Do pets need vitamins? You bet. The results of a recent study that estimated disease prevalence among dogs and cats in the United States and Australia and proportions of dogs and cats that receive therapeutic diets or dietary supplements showed that most dogs and cats with a health problem were not on a therapeutic diet, and the rate of dietary supplement they used was lower than used by humans1. Indeed, nutritional management of medical and surgical animal patients has gained increasing currency since the 1980s2.
Part of the concept of therapeutic dietary management, changing diets meant to give pets an optimal health, involves manipulating the nature and amount of their dietary ingredients and supplements. Yet, nutritional supplements can unbalance an animal’s diet hence need used cautiously. Over-supplementation with calcipotriene, a synthetic Vitamin D derivative has been known to cause renal failure and death in dogs for example3, 4.
The effects of selenium and vitamin E on the resistance of animals to a variety of infections and that their deficiencies could compromise the immune system are well known5. In a recent study, 15 healthy dogs had a basal diet supplemented with either 12.4 g of sunflower oil, 0.6 g of sunflower oil and 7 g of menhaden fish oil, or 0.6 g of sunflower oil and 7 g of menhaden fish oil plus 0.18 g of alpha-tocopherol acetate for twelve weeks6.

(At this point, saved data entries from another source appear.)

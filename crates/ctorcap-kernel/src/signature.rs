//! Declared constructor shapes.
//!
//! A [`ParameterSignature`] is hand-authored per type, either with the
//! builder or as a TOML table, and describes the four slots a call is
//! bound against:
//!
//! ```text
//! (a, b=1, *rest, c, d=2, **kw)
//!  ───────  ─────  ───────  ────
//!  fixed    var    keyword  var
//!  posit.   pos    only     keyword
//! ```
//!
//! Parameter order within each slot is significant; the relative order of
//! the slots themselves is not.

use crate::error::SerializableError;
use crate::value::Value;
use serde::{Deserialize, Serialize};
use std::collections::BTreeSet;

/// How a parameter accepts its argument.
#[derive(Debug, Clone, Copy, PartialEq, Eq, Hash, Default, Serialize, Deserialize)]
#[serde(rename_all = "snake_case")]
pub enum ParamKind {
    /// Fixed positional, cannot be named by keyword.
    PositionalOnly,

    /// Fixed positional, may also be named by keyword.
    #[default]
    PositionalOrKeyword,

    /// Collects surplus positional values.
    VarPositional,

    /// Must be named by keyword.
    KeywordOnly,

    /// Collects surplus keyword values.
    VarKeyword,
}

impl ParamKind {
    pub fn is_fixed_positional(&self) -> bool {
        matches!(
            self,
            ParamKind::PositionalOnly | ParamKind::PositionalOrKeyword
        )
    }

    pub fn is_variadic(&self) -> bool {
        matches!(self, ParamKind::VarPositional | ParamKind::VarKeyword)
    }
}

/// One declared parameter.
#[derive(Debug, Clone, PartialEq, Serialize, Deserialize)]
pub struct Parameter {
    pub name: String,

    #[serde(default)]
    pub kind: ParamKind,

    /// Declared default. Absent means the parameter is required.
    #[serde(default, skip_serializing_if = "Option::is_none")]
    pub default: Option<Value>,
}

impl Parameter {
    pub fn new(name: impl Into<String>, kind: ParamKind) -> Self {
        Self {
            name: name.into(),
            kind,
            default: None,
        }
    }

    pub fn with_default(mut self, default: impl Into<Value>) -> Self {
        self.default = Some(default.into());
        self
    }

    pub fn is_required(&self) -> bool {
        self.default.is_none() && !self.kind.is_variadic()
    }
}

/// The declared parameter list of a constructor.
#[derive(Debug, Clone, Default, PartialEq, Serialize, Deserialize)]
pub struct ParameterSignature {
    #[serde(default)]
    params: Vec<Parameter>,
}

impl ParameterSignature {
    pub fn new(params: Vec<Parameter>) -> Self {
        Self { params }
    }

    pub fn builder() -> SignatureBuilder {
        SignatureBuilder::default()
    }

    /// Parse a declarative `[[params]]` table.
    pub fn from_toml_str(table: &str) -> Result<Self, SerializableError> {
        Ok(toml::from_str(table)?)
    }

    pub fn parameters(&self) -> &[Parameter] {
        &self.params
    }

    pub fn get(&self, name: &str) -> Option<&Parameter> {
        self.params.iter().find(|p| p.name == name)
    }

    fn of_kind(&self, kind: ParamKind) -> Vec<&Parameter> {
        self.params.iter().filter(|p| p.kind == kind).collect()
    }

    /// Resolve the declared list into its four slots.
    ///
    /// Fails with `NotSupported` for more than one splat of either kind, and
    /// with `InvalidSignature` for duplicate names or defaulted splats.
    pub fn shape(&self) -> Result<SignatureShape, SerializableError> {
        let mut seen = BTreeSet::new();
        for p in &self.params {
            if !seen.insert(p.name.as_str()) {
                return Err(SerializableError::InvalidSignature(format!(
                    "duplicate parameter `{}`",
                    p.name
                )));
            }
            if p.kind.is_variadic() && p.default.is_some() {
                return Err(SerializableError::InvalidSignature(format!(
                    "variadic parameter `{}` cannot declare a default",
                    p.name
                )));
            }
        }

        let var_positional = self.of_kind(ParamKind::VarPositional);
        if var_positional.len() > 1 {
            return Err(SerializableError::NotSupported(format!(
                "can't yet handle more than one variable args, got: {}",
                join_names(&var_positional)
            )));
        }
        let var_keyword = self.of_kind(ParamKind::VarKeyword);
        if var_keyword.len() > 1 {
            return Err(SerializableError::NotSupported(format!(
                "can't yet handle more than one variable kwargs, got: {}",
                join_names(&var_keyword)
            )));
        }

        Ok(SignatureShape {
            positional: self
                .params
                .iter()
                .filter(|p| p.kind.is_fixed_positional())
                .cloned()
                .collect(),
            var_positional: var_positional.first().map(|p| (*p).clone()),
            keyword_only: self
                .of_kind(ParamKind::KeywordOnly)
                .into_iter()
                .cloned()
                .collect(),
            var_keyword: var_keyword.first().map(|p| (*p).clone()),
        })
    }
}

fn join_names(params: &[&Parameter]) -> String {
    params
        .iter()
        .map(|p| p.name.as_str())
        .collect::<Vec<_>>()
        .join(", ")
}

/// A validated, slot-wise view of a signature.
#[derive(Debug, Clone, PartialEq)]
pub struct SignatureShape {
    pub positional: Vec<Parameter>,
    pub var_positional: Option<Parameter>,
    pub keyword_only: Vec<Parameter>,
    pub var_keyword: Option<Parameter>,
}

impl SignatureShape {
    /// Every parameter in canonical slot order.
    pub fn ordered(&self) -> Vec<&Parameter> {
        let mut out: Vec<&Parameter> = self.positional.iter().collect();
        out.extend(self.var_positional.as_ref());
        out.extend(self.keyword_only.iter());
        out.extend(self.var_keyword.as_ref());
        out
    }

    /// The declared parameter called `name`, in any slot.
    pub fn find(&self, name: &str) -> Option<&Parameter> {
        self.ordered().into_iter().find(|p| p.name == name)
    }
}

/// Incremental signature builder. Parameters are appended in call order.
#[derive(Debug, Default)]
pub struct SignatureBuilder {
    params: Vec<Parameter>,
}

impl SignatureBuilder {
    pub fn param(mut self, param: Parameter) -> Self {
        self.params.push(param);
        self
    }

    pub fn positional_only(self, name: &str) -> Self {
        self.param(Parameter::new(name, ParamKind::PositionalOnly))
    }

    pub fn positional_only_default(self, name: &str, default: impl Into<Value>) -> Self {
        self.param(Parameter::new(name, ParamKind::PositionalOnly).with_default(default))
    }

    pub fn positional(self, name: &str) -> Self {
        self.param(Parameter::new(name, ParamKind::PositionalOrKeyword))
    }

    pub fn positional_default(self, name: &str, default: impl Into<Value>) -> Self {
        self.param(Parameter::new(name, ParamKind::PositionalOrKeyword).with_default(default))
    }

    pub fn var_positional(self, name: &str) -> Self {
        self.param(Parameter::new(name, ParamKind::VarPositional))
    }

    pub fn keyword_only(self, name: &str) -> Self {
        self.param(Parameter::new(name, ParamKind::KeywordOnly))
    }

    pub fn keyword_only_default(self, name: &str, default: impl Into<Value>) -> Self {
        self.param(Parameter::new(name, ParamKind::KeywordOnly).with_default(default))
    }

    pub fn var_keyword(self, name: &str) -> Self {
        self.param(Parameter::new(name, ParamKind::VarKeyword))
    }

    pub fn build(self) -> ParameterSignature {
        ParameterSignature::new(self.params)
    }
}

#[cfg(test)]
mod tests {
    use super::*;
    use serde_json::json;

    fn splat() -> ParameterSignature {
        ParameterSignature::builder()
            .positional("a")
            .var_positional("rest")
            .keyword_only_default("b", 1)
            .var_keyword("kw")
            .build()
    }

    #[test]
    fn shape_splits_slots() {
        let sig = splat();
        let shape = sig.shape().unwrap();
        assert_eq!(shape.positional.len(), 1);
        assert_eq!(shape.positional[0].name, "a");
        assert_eq!(shape.var_positional.as_ref().map(|p| p.name.as_str()), Some("rest"));
        assert_eq!(shape.keyword_only[0].name, "b");
        assert_eq!(shape.var_keyword.as_ref().map(|p| p.name.as_str()), Some("kw"));
        let names: Vec<_> = shape.ordered().iter().map(|p| p.name.clone()).collect();
        assert_eq!(names, ["a", "rest", "b", "kw"]);
    }

    #[test]
    fn two_var_positional_slots_are_not_supported() {
        let sig = ParameterSignature::builder()
            .var_positional("xs")
            .var_positional("ys")
            .build();
        let err = sig.shape().unwrap_err();
        assert_eq!(err.kind(), "not_supported");
        assert!(err.to_string().contains("xs, ys"));
    }

    #[test]
    fn two_var_keyword_slots_are_not_supported() {
        let sig = ParameterSignature::builder()
            .var_keyword("a")
            .var_keyword("b")
            .build();
        assert_eq!(sig.shape().unwrap_err().kind(), "not_supported");
    }

    #[test]
    fn duplicate_names_are_invalid() {
        let sig = ParameterSignature::builder()
            .positional("a")
            .keyword_only("a")
            .build();
        assert_eq!(sig.shape().unwrap_err().kind(), "invalid_signature");
    }

    #[test]
    fn defaulted_splat_is_invalid() {
        let sig = ParameterSignature::new(vec![
            Parameter::new("rest", ParamKind::VarPositional).with_default(json!([])),
        ]);
        assert_eq!(sig.shape().unwrap_err().kind(), "invalid_signature");
    }

    #[test]
    fn toml_table_matches_builder() {
        let table = r#"
            [[params]]
            name = "a"

            [[params]]
            name = "rest"
            kind = "var_positional"

            [[params]]
            name = "b"
            kind = "keyword_only"
            default = 1

            [[params]]
            name = "kw"
            kind = "var_keyword"
        "#;
        let parsed = ParameterSignature::from_toml_str(table).unwrap();
        assert_eq!(parsed, splat());
    }

    #[test]
    fn unknown_kind_in_table_is_rejected() {
        let table = r#"
            [[params]]
            name = "a"
            kind = "sometimes"
        "#;
        let err = ParameterSignature::from_toml_str(table).unwrap_err();
        assert_eq!(err.kind(), "toml");
    }

    #[test]
    fn required_flags() {
        let sig = splat();
        assert!(sig.get("a").unwrap().is_required());
        assert!(!sig.get("b").unwrap().is_required());
        assert!(!sig.get("rest").unwrap().is_required());
    }
}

The researchers found no significant diet effect on platelet aggregation, lipid peroxidation, or standard hematologic and biochemical parameters, but noted decreased triglycerides in dogs supplemented with fish oil. They concluded that this level of fish oil supplementation in dogs does not call for vitamin E supplementation over recommended dosage and could be valuable in treating hyperlipidemia in dogs.
Whereas, not all animals with cardiac disease respond to nutritional supplementation, such supplements for examples L-carnitine and taurine are known to benefit dogs and cats with certain cardiac diseases7.
In fact, taurine and carnitine deficiencies are known to cause cardiomyopathy (DCM) in dogs8, some breed of dogs showing a remarkable improvement in myocardial function after being given one, if carnitine turned out to be too costly for some pet owners, or both nutrients. Even when the dog diagnosed with DCM does not have a documented taurine or carnitine deficiency, as is often the case it may still be benefit from being given these nutrients8.